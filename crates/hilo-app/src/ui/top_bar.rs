use eframe::egui::{ComboBox, RichText, Ui};

use crate::{
    action::{Action, ActionRequestQueue},
    ui::Theme,
};

pub(crate) fn show(ui: &mut Ui, theme: Theme, action_queue: &mut ActionRequestQueue) {
    ui.horizontal(|ui| {
        ui.label(RichText::new("NUMBER GUESSING MASTER").heading().strong());

        ui.with_layout(
            eframe::egui::Layout::right_to_left(eframe::egui::Align::Center),
            |ui| {
                ComboBox::from_id_salt("theme_select")
                    .selected_text(theme.name())
                    .show_ui(ui, |ui| {
                        for candidate in Theme::ALL {
                            if ui
                                .selectable_label(candidate == theme, candidate.name())
                                .clicked()
                            {
                                action_queue.request(Action::SelectTheme(candidate));
                            }
                        }
                    });
                ui.label("Theme:");
            },
        );
    });
}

(Exercise requirements): Could the entire listing be repeated exactly as written?

(Expected output):
filename crates/hilo-app/src/ui/top_bar.rs
use eframe::egui::{ComboBox, RichText, Ui};

use crate::{
    action::{Action, ActionRequestQueue},
    ui::Theme,
};

pub(crate) fn show(ui: &mut Ui, theme: Theme, action_queue: &mut ActionRequestQueue) {
    ui.horizontal(|ui| {
        ui.label(RichText::new("NUMBER GUESSING MASTER").heading().strong());

        ui.with_layout(
            eframe::egui::Layout::right_to_left(eframe::egui::Align::Center),
            |ui| {
                ComboBox::from_id_salt("theme_select")
                    .selected_text(theme.name())
                    .show_ui(ui, |ui| {
                        for candidate in Theme::ALL {
                            if ui
                                .selectable_label(candidate == theme, candidate.name())
                                .clicked()
                            {
                                action_queue.request(Action::SelectTheme(candidate));
                            }
                        }
                    });
                ui.label("Theme:");
            },
        );
    });
}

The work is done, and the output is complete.